We also observed genes encoding antioxidants, such as thioredoxins (seven genes), and low-molecular weight non-heme iron proteins, such as rubredoxin and rubrerythrin, in the genome of N. brasiliensis.
DNA Elements
Transposases are enzymes that catalyze the movement of a transposon from one location in a chromosome to another via a copy and paste system [48]. Transposases can provide important plasticity and variability to bacterial genomes [49]. The Nocardia brasiliensis HUJEG-1 genome contains 21 genes encoding transposases. Some of them, such as O3I_014660, are shared with N. cyriacigeorgica GUH-2 (82%) and N. farcinica IFM 10152 (85%) and are similar to proteins found in other actinomycetes, such as IS994 of Renibacterium salmoninarum (68%) and IS6110 of Mycobacterium tuberculosis (75%). In contrast, O3I_024350, a transposase of the IS204/IS1001/IS1096/IS1165 family, is not present in either N. cyriacigeorgica GUH-2 or N. farcinica IFM 10152 but is similar to proteins in Streptomyces violaceusniger Tu 4113 (51%), which supports an external origin for these insertional elements. Insertion sequences have been used widely to subtype bacterial species, but unfortunately, in this strain, we only observed single copies of these elements, thus eliminating a possible use for subtyping, unless other N. brasiliensis strains have a variable number, as has been observed for IS6110 of M. tuberculosis, where the number of copies can range from 0 to 25 [48]. Interestingly, eight of the transposases are present in a hot spot (Fig. 2) that is located in a stretch (mentioned above) from nucleotide 5,126,00 to nucleotide 5,800,000, in the fragment with different G+C content, but are not present in N. brasiliensis ATCC 19296. These transposases may have been acquired by horizontal transference.

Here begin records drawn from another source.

#[cfg(test)]
mod tests {
    use super::*;
    use crate::recorder::MemoryRecorder;
    use crate::session::Source;

    fn now() -> Timestamp {
        Timestamp::parse("2025-09-10T12:00:00Z").unwrap()
    }

    fn user() -> UserId {
        UserId::new("alice").unwrap()
    }

    fn service() -> ReviewService<MemoryRecorder> {
        ReviewService::new(MemoryRecorder::new(), Config::default())
    }

    fn question(id: &str) -> MissedQuestion {
        MissedQuestion {
            question_id: id.to_string(),
            domain: Some("sensors".to_string()),
        }
    }

    /// A recorder whose first `failures` submissions lose to a concurrent
    /// writer.
    struct Contended {
        inner: MemoryRecorder,
        failures: std::sync::Mutex<usize>,
    }

    impl ReviewRecorder for Contended {
        fn insert_item(&self, user: &UserId, item: &LearningItem) -> Result<(), RecorderError> {
            self.inner.insert_item(user, item)
        }

        fn get_item(&self, user: &UserId, id: ItemId) -> Result<LearningItem, RecorderError> {
            self.inner.get_item(user, id)
        }

        fn items(&self, user: &UserId) -> Result<Vec<LearningItem>, RecorderError> {
            self.inner.items(user)
        }

        fn due_flashcards(
            &self,
            user: &UserId,
            now: Timestamp,
            limit: usize,
        ) -> Result<Vec<LearningItem>, RecorderError> {
            self.inner.due_flashcards(user, now, limit)
        }

        fn due_questions(
            &self,
            user: &UserId,
            now: Timestamp,
            limit: usize,
        ) -> Result<Vec<LearningItem>, RecorderError> {
            self.inner.due_questions(user, now, limit)
        }

        fn new_flashcards(
            &self,
            user: &UserId,
            count: usize,
        ) -> Result<Vec<LearningItem>, RecorderError> {
            self.inner.new_flashcards(user, count)
        }

        fn review_events(
            &self,
            user: &UserId,
            since: Option<Timestamp>,
        ) -> Result<Vec<ReviewEvent>, RecorderError> {
            self.inner.review_events(user, since)
        }

        fn record_review(
            &self,
            user: &UserId,
            submission: ReviewSubmission,
        ) -> Result<ReviewEvent, RecorderError> {
            let mut failures = self.failures.lock().unwrap();
            if *failures > 0 {
                *failures -= 1;
                return Err(RecorderError::Conflict(submission.item_id));
            }
            self.inner.record_review(user, submission)
        }

        fn weak_questions(
            &self,
            user: &UserId,
            threshold: f64,
            limit: usize,
        ) -> Result<Vec<LearningItem>, RecorderError> {
            self.inner.weak_questions(user, threshold, limit)
        }

        fn start_session(
            &self,
            user: &UserId,
            focus: QueueFilter,
            target_minutes: Option<u32>,
            now: Timestamp,
        ) -> Result<SessionRecord, RecorderError> {
            self.inner.start_session(user, focus, target_minutes, now)
        }

        fn get_session(
            &self,
            user: &UserId,
            id: SessionId,
        ) -> Result<SessionRecord, RecorderError> {
            self.inner.get_session(user, id)
        }

        fn complete_session(
            &self,
            user: &UserId,
            id: SessionId,
            summary: SessionSummary,
            now: Timestamp,
        ) -> Result<SessionRecord, RecorderError> {
            self.inner.complete_session(user, id, summary, now)
        }

        fn sessions(
            &self,
            user: &UserId,
            limit: usize,
        ) -> Result<Vec<SessionRecord>, RecorderError> {
            self.inner.sessions(user, limit)
        }
    }

    fn contended(failures: usize) -> ReviewService<Contended> {
        let recorder = Contended {
            inner: MemoryRecorder::new(),
            failures: std::sync::Mutex::new(failures),
        };
        ReviewService::new(recorder, Config::default())
    }

    #[test]
    fn test_add_flashcard() -> Fallible<()> {
        let service = service();
        let item = service.add_flashcard(&user(), Flashcard::new("Q", "A"), now())?;
        assert!(item.is_new());
        assert_eq!(service.item(&user(), item.id)?, item);
        let again = service.add_flashcard(&user(), Flashcard::new("Q", "A"), now());
        assert!(again.is_err());
        Ok(())
    }

    #[test]
    fn test_add_blank_flashcard() {
        let service = service();
        let result = service.add_flashcard(&user(), Flashcard::new("  ", "A"), now());
        assert_eq!(
            result.unwrap_err().to_string(),
            "error: flashcard front must not be empty"
        );
    }

    #[test]
    fn test_add_missed_question_is_idempotent() -> Fallible<()> {
        let service = service();
        let first = service.add_missed_question(&user(), question("q-9"), now())?;
        service.submit_review(&user(), first.id, Rating::Again, 30, now())?;
        let second = service.add_missed_question(&user(), question("q-9"), now().plus_days(1))?;
        assert_eq!(first.id, second.id);
        assert_eq!(second.schedule.lapses(), 1);
        assert_eq!(service.recorder().items(&user())?.len(), 1);
        Ok(())
    }

    #[test]
    fn test_end_to_end_reviews() -> Fallible<()> {
        let service = service();
        let user = user();
        let item = service.add_flashcard(&user, Flashcard::new("Q", "A"), now())?;
        let t1 = now();
        let e1 = service.submit_review(&user, item.id, Rating::Good, 10, t1)?;
        assert_eq!(e1.after.interval, 1);
        let t2 = t1.plus_days(1);
        let e2 = service.submit_review(&user, item.id, Rating::Good, 10, t2)?;
        assert_eq!(e2.after.interval, 6);
        let t3 = t2.plus_days(6);
        let e3 = service.submit_review(&user, item.id, Rating::Again, 10, t3)?;
        assert_eq!(e3.after.interval, 1);
        assert_eq!(e3.after.ease.value(), 2.3);

        let stored = service.item(&user, item.id)?;
        assert_eq!(stored.schedule.repetitions(), 0);
        assert_eq!(stored.schedule.lapses(), 1);
        assert_eq!(stored.tally.total, 3);
        assert_eq!(stored.tally.correct, 2);
        assert_eq!(service.recorder().review_events(&user, None)?.len(), 3);
        Ok(())
    }

    #[test]
    fn test_review_unknown_item() {
        let service = service();
        let id = ItemContent::Flashcard(Flashcard::new("nope", "nope")).id();
        assert!(service
            .submit_review(&user(), id, Rating::Good, 5, now())
            .is_err());
    }

    #[test]
    fn test_conflict_is_retried() -> Fallible<()> {
        let service = contended(2);
        let item = service.add_flashcard(&user(), Flashcard::new("Q", "A"), now())?;
        service.submit_review(&user(), item.id, Rating::Good, 5, now())?;
        assert_eq!(service.recorder().inner.review_events(&user(), None)?.len(), 1);
        Ok(())
    }

    #[test]
    fn test_persistent_conflict_surfaces() -> Fallible<()> {
        let service = contended(MAX_ATTEMPTS);
        let item = service.add_flashcard(&user(), Flashcard::new("Q", "A"), now())?;
        let result = service.submit_review(&user(), item.id, Rating::Good, 5, now());
        assert!(result.is_err());
        assert!(service.recorder().inner.review_events(&user(), None)?.is_empty());
        assert!(service.item(&user(), item.id)?.is_new());
        Ok(())
    }

    #[test]
    fn test_answer_question() -> Fallible<()> {
        let service = service();
        let item = service.add_missed_question(&user(), question("q-1"), now())?;
        let event = service.answer_question(&user(), item.id, false, 40, now())?;
        assert_eq!(event.rating, Rating::Again);
        // The miss reset repetitions, so the next success is plain good.
        let later = now().plus_days(1);
        let event = service.answer_question(&user(), item.id, true, 20, later)?;
        assert_eq!(event.rating, Rating::Good);
        // One of two correct so far: weak mastery.
        let later = later.plus_days(1);
        let event = service.answer_question(&user(), item.id, true, 20, later)?;
        assert_eq!(event.rating, Rating::Hard);
        Ok(())
    }

    #[test]
    fn test_answer_rejects_flashcards() -> Fallible<()> {
        let service = service();
        let card = service.add_flashcard(&user(), Flashcard::new("Q", "A"), now())?;
        assert!(service.answer_question(&user(), card.id, true, 5, now()).is_err());
        Ok(())
    }

    #[test]
    fn test_queue_filters() -> Fallible<()> {
        let service = service();
        let u = user();
        for i in 0..3 {
            let card = service.add_flashcard(&u, Flashcard::new(format!("Q{i}"), "A"), now())?;
            service.submit_review(&u, card.id, Rating::Good, 5, now())?;
        }
        for i in 0..2 {
            service.add_missed_question(&u, question(&format!("q-{i}")), now())?;
        }
        let later = now().plus_days(2);
        let cards = service.queue(&u, QueueFilter::Flashcards, 10, later)?;
        assert_eq!(cards.len(), 3);
        assert!(cards.iter().all(|e| e.item_kind == ItemKind::Flashcard));
        let questions = service.queue(&u, QueueFilter::Questions, 10, later)?;
        assert_eq!(questions.len(), 2);
        let mixed = service.queue(&u, QueueFilter::Mixed, 4, later)?;
        let kinds: Vec<ItemKind> = mixed.iter().map(|e| e.item_kind).collect();
        assert_eq!(
            kinds,
            vec![
                ItemKind::Flashcard,
                ItemKind::Question,
                ItemKind::Flashcard,
                ItemKind::Question,
            ]
        );
        // Nothing is due before the first review interval passes.
        assert!(service.queue(&u, QueueFilter::Flashcards, 10, now())?.is_empty());
        Ok(())
    }

    #[test]
    fn test_session() -> Fallible<()> {
        let service = service();
        let u = user();
        for i in 0..10 {
            let card = service.add_flashcard(&u, Flashcard::new(format!("due {i}"), "A"), now())?;
            service.submit_review(&u, card.id, Rating::Good, 5, now())?;
        }
        for i in 0..3 {
            service.add_flashcard(&u, Flashcard::new(format!("new {i}"), "A"), now())?;
        }
        let plan = service.session(&u, Some(8), now().plus_days(1))?;
        assert_eq!(plan.len(), 8);
        assert_eq!(plan.due_count, 6);
        assert_eq!(plan.new_count, 2);
        assert!(plan.items[..6].iter().all(|i| i.source == Source::Due));
        Ok(())
    }

    #[test]
    fn test_session_caps_unseen_backlog() -> Fallible<()> {
        let service = service();
        let u = user();
        for i in 0..20 {
            service.add_flashcard(&u, Flashcard::new(format!("unseen {i}"), "A"), now())?;
        }
        let t1 = now().plus_days(1);
        for i in 0..10 {
            let card = service.add_flashcard(&u, Flashcard::new(format!("seen {i}"), "A"), t1)?;
            service.submit_review(&u, card.id, Rating::Good, 5, t1)?;
        }
        let plan = service.session(&u, Some(8), t1.plus_days(1))?;
        assert_eq!(plan.len(), 8);
        assert_eq!(plan.due_count, 6);
        assert_eq!(plan.new_count, 2);
        for entry in &plan.items {
            let item = service.item(&u, entry.item_id)?;
            match entry.source {
                Source::Due => assert!(!item.is_new()),
                Source::New => assert!(item.is_new()),
            }
        }
        Ok(())
    }

    #[test]
    fn test_session_bootstrap() -> Fallible<()> {
        let service = service();
        let u = user();
        for i in 0..4 {
            service.add_flashcard(&u, Flashcard::new(format!("new {i}"), "A"), now())?;
        }
        let plan = service.session(&u, None, now())?;
        assert_eq!(plan.new_count, 4);
        assert_eq!(plan.due_count, 0);
        Ok(())
    }

    #[test]
    fn test_weak_questions() -> Fallible<()> {
        let service = service();
        let u = user();
        let shaky = service.add_missed_question(&u, question("q-1"), now())?;
        service.answer_question(&u, shaky.id, false, 30, now())?;
        let solid = service.add_missed_question(&u, question("q-2"), now())?;
        service.answer_question(&u, solid.id, true, 30, now())?;
        let weak = service.weak_questions(&u, 0.7, 20)?;
        let ids: Vec<ItemId> = weak.iter().map(|i| i.id).collect();
        assert_eq!(ids, vec![shaky.id]);
        assert!(service.weak_questions(&u, 1.5, 20).is_err());
        Ok(())
    }

    #[test]
    fn test_session_lifecycle() -> Fallible<()> {
        let service = service();
        let u = user();
        let card = service.add_flashcard(&u, Flashcard::new("Q", "A"), now())?;
        let q = service.add_missed_question(&u, question("q-1"), now())?;
        // Reviewed before the session started: not counted.
        service.submit_review(&u, card.id, Rating::Good, 5, now())?;

        let start = now().plus_days(1);
        let session = service.start_session(&u, QueueFilter::Mixed, Some(15), start)?;
        let t = Timestamp::parse("2025-09-11T12:05:00Z")?;
        service.submit_review(&u, card.id, Rating::Good, 5, t)?;
        service.answer_question(&u, q.id, false, 40, t)?;
        let end = Timestamp::parse("2025-09-11T12:20:00Z")?;
        let done = service.complete_session(&u, session.id, end)?;

        assert_eq!(done.completed_at, Some(end));
        assert_eq!(
            done.summary,
            SessionSummary {
                flashcards_reviewed: 1,
                questions_reviewed: 1,
                correct_count: 1,
                total_count: 2,
                duration_secs: 1200,
            }
        );
        assert!(service.complete_session(&u, session.id, end).is_err());
        assert_eq!(service.sessions(&u, 10)?, vec![done]);
        Ok(())
    }

    #[test]
    fn test_session_cannot_end_before_start() -> Fallible<()> {
        let service = service();
        let session = service.start_session(&user(), QueueFilter::Flashcards, None, now())?;
        let result = service.complete_session(&user(), session.id, now().minus_days(1));
        assert!(result.is_err());
        assert!(!service.sessions(&user(), 1)?[0].is_completed());
        Ok(())
    }

    #[test]
    fn test_stats() -> Fallible<()> {
        let service = service();
        let u = user();
        assert_eq!(service.stats(&u, now())?, Stats::default());
        let card = service.add_flashcard(&u, Flashcard::new("Q", "A"), now())?;
        service.add_flashcard(&u, Flashcard::new("Q2", "A"), now())?;
        service.submit_review(&u, card.id, Rating::Good, 5, now())?;
        let stats = service.stats(&u, now())?;
        assert_eq!(stats.total, 2);
        assert_eq!(stats.new_count, 1);
        assert_eq!(stats.learning_count, 1);
        assert_eq!(stats.reviews_today, 1);
        assert_eq!(stats.current_streak, 1);
        assert_eq!(stats.avg_retention_rate, 1.0);
        Ok(())
    }
}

The abundance of transposase may partially explain the acquisition of this fragment.
During phage infection, some of the virus enters a lysogenic cycle, and the phage DNA is integrated into the bacterial chromosome [50]. In the N. brasiliensis HUJEG-1 genome, at least six genes associated with phages are present. In comparison with M. tuberculosis (two prophages) or N. farcinica (three prophages), where these genes are found in clusters, including the ORFs for each viral function, in N. brasiliensis, these genes are dispersed in the genome, and only two sequences encoding phage integrases are adjacently located. This may be explained by the elimination of the remaining phage genes or the fact that the genes have very low homology to other sequences reported in GenBank.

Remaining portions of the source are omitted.